- _What to produce_
Find the line containing "let mut outcomes" in the entries below. Restate it and each line after it, word for word, up to and including the line containing "use utils::collections::id::Id;".

Collection entries:
····················

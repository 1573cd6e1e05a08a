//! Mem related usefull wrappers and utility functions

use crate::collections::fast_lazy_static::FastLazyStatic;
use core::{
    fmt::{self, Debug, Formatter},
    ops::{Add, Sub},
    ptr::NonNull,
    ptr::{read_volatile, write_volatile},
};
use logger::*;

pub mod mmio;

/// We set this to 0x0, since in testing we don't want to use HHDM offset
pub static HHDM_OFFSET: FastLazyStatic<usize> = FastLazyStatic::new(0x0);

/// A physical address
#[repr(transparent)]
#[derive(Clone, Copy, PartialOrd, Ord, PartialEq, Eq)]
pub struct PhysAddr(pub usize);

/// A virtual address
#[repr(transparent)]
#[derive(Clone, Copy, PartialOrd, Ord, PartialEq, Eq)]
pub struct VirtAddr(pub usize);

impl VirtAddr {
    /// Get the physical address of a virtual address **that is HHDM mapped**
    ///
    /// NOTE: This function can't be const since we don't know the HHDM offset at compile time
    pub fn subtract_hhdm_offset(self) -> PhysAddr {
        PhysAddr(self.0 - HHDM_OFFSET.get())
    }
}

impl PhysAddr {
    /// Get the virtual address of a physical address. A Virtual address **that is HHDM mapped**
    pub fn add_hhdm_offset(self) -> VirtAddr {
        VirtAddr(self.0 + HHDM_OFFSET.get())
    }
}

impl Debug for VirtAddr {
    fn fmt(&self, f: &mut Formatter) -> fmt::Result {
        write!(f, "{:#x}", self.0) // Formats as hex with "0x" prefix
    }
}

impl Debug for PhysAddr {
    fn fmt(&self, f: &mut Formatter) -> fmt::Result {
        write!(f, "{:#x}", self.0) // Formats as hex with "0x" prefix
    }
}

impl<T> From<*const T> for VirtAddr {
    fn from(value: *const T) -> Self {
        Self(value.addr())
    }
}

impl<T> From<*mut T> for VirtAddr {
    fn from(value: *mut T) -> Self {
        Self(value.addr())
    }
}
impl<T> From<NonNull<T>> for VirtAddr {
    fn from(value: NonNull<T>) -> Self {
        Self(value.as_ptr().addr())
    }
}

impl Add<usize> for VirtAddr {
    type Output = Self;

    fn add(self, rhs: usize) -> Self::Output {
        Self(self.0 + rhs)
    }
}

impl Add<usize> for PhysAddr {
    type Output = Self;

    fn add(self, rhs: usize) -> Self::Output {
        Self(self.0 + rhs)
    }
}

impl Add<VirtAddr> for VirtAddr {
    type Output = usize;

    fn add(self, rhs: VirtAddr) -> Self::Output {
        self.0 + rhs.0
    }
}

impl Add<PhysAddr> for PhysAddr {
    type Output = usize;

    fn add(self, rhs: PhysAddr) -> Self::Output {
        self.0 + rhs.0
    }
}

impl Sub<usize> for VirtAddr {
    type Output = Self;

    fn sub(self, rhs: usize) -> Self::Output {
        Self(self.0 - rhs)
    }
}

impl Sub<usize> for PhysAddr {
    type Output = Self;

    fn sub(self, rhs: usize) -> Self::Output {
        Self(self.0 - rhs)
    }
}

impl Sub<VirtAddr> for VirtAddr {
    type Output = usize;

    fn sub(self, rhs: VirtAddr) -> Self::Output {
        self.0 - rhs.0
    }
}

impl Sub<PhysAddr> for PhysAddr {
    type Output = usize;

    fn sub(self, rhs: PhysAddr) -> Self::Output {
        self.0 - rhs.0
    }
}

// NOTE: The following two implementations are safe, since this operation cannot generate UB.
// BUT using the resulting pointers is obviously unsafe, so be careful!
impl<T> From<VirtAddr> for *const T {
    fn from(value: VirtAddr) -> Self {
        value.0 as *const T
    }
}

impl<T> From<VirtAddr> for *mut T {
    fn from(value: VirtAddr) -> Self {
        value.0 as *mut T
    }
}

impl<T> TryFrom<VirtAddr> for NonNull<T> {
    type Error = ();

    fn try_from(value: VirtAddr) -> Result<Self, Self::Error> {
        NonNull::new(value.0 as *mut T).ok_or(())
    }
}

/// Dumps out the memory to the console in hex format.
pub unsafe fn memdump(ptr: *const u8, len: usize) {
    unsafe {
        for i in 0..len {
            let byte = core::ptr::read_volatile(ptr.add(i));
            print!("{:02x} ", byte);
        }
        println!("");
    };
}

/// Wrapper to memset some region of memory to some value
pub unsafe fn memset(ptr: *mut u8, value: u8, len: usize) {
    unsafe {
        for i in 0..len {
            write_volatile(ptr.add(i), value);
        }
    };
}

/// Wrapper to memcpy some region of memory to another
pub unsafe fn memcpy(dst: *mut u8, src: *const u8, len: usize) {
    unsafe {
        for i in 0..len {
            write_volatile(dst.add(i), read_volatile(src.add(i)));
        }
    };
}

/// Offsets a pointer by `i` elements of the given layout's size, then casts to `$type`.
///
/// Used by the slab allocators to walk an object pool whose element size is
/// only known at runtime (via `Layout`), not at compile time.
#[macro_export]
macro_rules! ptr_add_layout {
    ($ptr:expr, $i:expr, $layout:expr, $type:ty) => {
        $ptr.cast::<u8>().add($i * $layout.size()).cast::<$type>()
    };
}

····················

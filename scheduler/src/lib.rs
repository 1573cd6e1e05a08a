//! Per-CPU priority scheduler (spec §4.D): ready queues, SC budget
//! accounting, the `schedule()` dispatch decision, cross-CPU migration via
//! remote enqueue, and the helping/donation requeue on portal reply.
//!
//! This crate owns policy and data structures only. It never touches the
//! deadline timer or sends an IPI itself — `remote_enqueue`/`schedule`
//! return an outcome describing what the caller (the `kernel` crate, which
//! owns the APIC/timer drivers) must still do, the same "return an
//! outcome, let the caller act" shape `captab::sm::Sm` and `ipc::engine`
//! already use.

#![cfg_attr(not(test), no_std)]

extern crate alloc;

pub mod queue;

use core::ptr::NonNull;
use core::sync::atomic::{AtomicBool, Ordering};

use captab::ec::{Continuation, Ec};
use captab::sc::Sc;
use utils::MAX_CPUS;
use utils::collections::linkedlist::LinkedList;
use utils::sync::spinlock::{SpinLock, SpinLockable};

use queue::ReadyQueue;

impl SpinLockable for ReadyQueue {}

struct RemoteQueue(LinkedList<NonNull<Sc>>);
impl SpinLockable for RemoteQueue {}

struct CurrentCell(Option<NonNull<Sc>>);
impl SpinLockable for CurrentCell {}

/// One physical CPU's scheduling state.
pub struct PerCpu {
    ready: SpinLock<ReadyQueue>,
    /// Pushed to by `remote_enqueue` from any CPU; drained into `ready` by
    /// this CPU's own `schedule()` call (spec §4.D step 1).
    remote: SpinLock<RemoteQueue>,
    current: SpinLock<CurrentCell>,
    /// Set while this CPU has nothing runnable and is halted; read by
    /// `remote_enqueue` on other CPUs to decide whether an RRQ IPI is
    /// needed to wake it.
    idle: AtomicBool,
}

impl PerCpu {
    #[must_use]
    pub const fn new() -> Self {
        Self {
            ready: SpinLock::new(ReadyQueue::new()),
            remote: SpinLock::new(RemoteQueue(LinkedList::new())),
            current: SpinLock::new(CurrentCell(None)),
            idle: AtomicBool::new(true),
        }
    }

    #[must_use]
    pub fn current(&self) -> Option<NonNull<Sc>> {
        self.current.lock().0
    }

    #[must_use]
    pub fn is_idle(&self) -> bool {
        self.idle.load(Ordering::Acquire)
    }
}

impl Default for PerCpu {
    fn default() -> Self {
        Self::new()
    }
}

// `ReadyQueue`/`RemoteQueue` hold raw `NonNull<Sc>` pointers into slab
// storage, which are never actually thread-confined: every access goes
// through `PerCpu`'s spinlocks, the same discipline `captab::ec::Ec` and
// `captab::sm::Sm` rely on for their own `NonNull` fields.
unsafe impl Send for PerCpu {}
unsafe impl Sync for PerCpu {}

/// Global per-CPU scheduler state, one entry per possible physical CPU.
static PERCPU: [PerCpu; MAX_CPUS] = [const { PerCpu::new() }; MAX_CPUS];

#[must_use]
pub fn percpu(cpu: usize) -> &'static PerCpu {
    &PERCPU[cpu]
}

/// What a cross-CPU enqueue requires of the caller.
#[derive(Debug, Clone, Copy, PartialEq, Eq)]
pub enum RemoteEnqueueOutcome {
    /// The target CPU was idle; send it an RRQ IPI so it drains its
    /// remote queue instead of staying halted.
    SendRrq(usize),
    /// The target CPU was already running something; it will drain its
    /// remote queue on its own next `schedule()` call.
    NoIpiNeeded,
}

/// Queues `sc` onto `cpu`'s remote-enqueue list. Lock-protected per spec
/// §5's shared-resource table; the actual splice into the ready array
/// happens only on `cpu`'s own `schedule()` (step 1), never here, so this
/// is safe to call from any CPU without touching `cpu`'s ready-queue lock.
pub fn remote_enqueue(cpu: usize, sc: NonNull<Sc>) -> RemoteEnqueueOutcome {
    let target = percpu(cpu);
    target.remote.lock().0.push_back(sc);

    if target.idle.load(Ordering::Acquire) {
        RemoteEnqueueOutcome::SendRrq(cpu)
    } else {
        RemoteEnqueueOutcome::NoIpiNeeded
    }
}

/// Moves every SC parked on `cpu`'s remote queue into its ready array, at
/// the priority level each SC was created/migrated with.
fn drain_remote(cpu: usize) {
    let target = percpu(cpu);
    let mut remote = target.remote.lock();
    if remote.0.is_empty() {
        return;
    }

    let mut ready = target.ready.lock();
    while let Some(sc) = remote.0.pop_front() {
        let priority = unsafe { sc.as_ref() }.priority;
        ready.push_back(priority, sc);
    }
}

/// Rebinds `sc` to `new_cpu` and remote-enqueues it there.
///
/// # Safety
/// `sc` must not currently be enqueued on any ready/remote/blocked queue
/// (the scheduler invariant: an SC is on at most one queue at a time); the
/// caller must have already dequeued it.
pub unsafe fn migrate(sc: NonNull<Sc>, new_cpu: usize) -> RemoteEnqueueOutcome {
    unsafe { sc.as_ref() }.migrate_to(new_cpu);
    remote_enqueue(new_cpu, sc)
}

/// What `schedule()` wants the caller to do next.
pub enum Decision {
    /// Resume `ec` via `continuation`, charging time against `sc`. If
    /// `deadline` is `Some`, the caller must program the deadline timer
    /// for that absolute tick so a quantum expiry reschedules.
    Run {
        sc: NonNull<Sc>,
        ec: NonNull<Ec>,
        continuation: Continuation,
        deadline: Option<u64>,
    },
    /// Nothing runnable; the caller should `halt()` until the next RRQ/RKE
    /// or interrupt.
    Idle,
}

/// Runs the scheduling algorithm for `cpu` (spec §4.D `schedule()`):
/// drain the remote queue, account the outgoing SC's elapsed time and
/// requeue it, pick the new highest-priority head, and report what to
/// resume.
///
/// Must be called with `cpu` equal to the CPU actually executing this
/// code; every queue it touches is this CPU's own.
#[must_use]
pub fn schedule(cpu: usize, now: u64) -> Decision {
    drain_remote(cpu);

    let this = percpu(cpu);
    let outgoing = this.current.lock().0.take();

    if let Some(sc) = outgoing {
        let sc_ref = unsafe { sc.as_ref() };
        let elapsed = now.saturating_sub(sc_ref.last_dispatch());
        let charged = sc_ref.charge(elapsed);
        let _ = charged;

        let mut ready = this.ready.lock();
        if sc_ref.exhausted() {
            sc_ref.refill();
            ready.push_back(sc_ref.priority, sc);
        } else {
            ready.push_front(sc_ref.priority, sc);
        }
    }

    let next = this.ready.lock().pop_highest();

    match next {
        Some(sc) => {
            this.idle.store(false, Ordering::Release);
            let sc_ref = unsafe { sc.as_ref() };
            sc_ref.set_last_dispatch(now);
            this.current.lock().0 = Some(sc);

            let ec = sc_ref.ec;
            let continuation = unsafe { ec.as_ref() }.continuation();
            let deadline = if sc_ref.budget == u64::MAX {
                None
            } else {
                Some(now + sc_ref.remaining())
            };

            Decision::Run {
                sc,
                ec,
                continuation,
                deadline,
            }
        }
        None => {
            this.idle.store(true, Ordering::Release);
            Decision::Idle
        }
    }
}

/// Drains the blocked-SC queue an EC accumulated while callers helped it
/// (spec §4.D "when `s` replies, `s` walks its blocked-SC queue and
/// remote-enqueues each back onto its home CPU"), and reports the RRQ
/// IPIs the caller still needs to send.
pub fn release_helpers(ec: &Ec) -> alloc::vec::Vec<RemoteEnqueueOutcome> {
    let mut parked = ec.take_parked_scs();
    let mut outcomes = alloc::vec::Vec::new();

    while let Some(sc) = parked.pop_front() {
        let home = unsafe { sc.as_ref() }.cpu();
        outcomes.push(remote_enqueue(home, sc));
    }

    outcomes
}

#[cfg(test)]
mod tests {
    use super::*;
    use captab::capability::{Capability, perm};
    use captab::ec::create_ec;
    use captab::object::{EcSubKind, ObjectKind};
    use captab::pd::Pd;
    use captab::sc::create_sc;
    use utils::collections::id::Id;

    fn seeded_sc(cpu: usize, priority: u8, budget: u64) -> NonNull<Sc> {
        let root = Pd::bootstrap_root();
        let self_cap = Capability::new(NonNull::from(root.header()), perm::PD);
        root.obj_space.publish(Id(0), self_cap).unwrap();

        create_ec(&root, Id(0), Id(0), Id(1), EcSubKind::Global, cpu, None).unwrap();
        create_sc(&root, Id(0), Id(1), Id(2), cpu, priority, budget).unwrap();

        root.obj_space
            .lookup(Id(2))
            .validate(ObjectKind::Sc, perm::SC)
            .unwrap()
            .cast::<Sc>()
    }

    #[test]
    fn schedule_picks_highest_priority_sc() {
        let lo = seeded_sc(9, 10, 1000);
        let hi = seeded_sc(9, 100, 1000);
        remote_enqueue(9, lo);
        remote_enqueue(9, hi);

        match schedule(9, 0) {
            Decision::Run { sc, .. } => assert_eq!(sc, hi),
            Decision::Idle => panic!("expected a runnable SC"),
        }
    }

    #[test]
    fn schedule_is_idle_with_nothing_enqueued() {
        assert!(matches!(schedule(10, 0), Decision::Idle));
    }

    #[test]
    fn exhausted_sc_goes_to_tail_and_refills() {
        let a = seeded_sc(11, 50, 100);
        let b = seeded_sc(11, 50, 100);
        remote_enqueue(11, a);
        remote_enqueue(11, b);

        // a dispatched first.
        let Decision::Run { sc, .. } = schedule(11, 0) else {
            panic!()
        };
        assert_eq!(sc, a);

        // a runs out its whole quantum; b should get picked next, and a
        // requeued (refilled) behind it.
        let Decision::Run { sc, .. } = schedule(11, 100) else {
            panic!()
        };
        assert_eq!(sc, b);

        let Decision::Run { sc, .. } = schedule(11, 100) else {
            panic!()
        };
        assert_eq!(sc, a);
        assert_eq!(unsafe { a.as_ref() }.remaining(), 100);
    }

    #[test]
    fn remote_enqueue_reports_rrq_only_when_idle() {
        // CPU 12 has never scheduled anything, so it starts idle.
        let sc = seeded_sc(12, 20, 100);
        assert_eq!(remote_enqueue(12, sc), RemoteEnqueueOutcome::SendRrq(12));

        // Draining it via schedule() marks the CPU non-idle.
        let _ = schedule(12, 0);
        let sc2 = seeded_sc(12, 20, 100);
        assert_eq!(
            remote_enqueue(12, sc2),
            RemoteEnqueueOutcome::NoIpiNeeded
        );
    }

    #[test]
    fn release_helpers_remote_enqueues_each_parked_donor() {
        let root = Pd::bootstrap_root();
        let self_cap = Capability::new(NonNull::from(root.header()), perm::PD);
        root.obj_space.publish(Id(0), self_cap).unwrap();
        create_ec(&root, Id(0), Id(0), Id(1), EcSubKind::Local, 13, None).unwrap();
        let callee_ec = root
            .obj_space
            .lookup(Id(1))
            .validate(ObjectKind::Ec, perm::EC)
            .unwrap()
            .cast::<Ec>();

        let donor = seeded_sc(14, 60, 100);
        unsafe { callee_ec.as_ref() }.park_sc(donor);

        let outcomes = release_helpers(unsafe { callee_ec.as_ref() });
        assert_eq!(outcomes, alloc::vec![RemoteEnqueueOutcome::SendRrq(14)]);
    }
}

····················

- _Answer to this problem_
    let mut outcomes = alloc::vec::Vec::new();

    while let Some(sc) = parked.pop_front() {
        let home = unsafe { sc.as_ref() }.cpu();
        outcomes.push(remote_enqueue(home, sc));
    }

    outcomes
}

#[cfg(test)]
mod tests {
    use super::*;
    use captab::capability::{Capability, perm};
    use captab::ec::create_ec;
    use captab::object::{EcSubKind, ObjectKind};
    use captab::pd::Pd;
    use captab::sc::create_sc;
    use utils::collections::id::Id;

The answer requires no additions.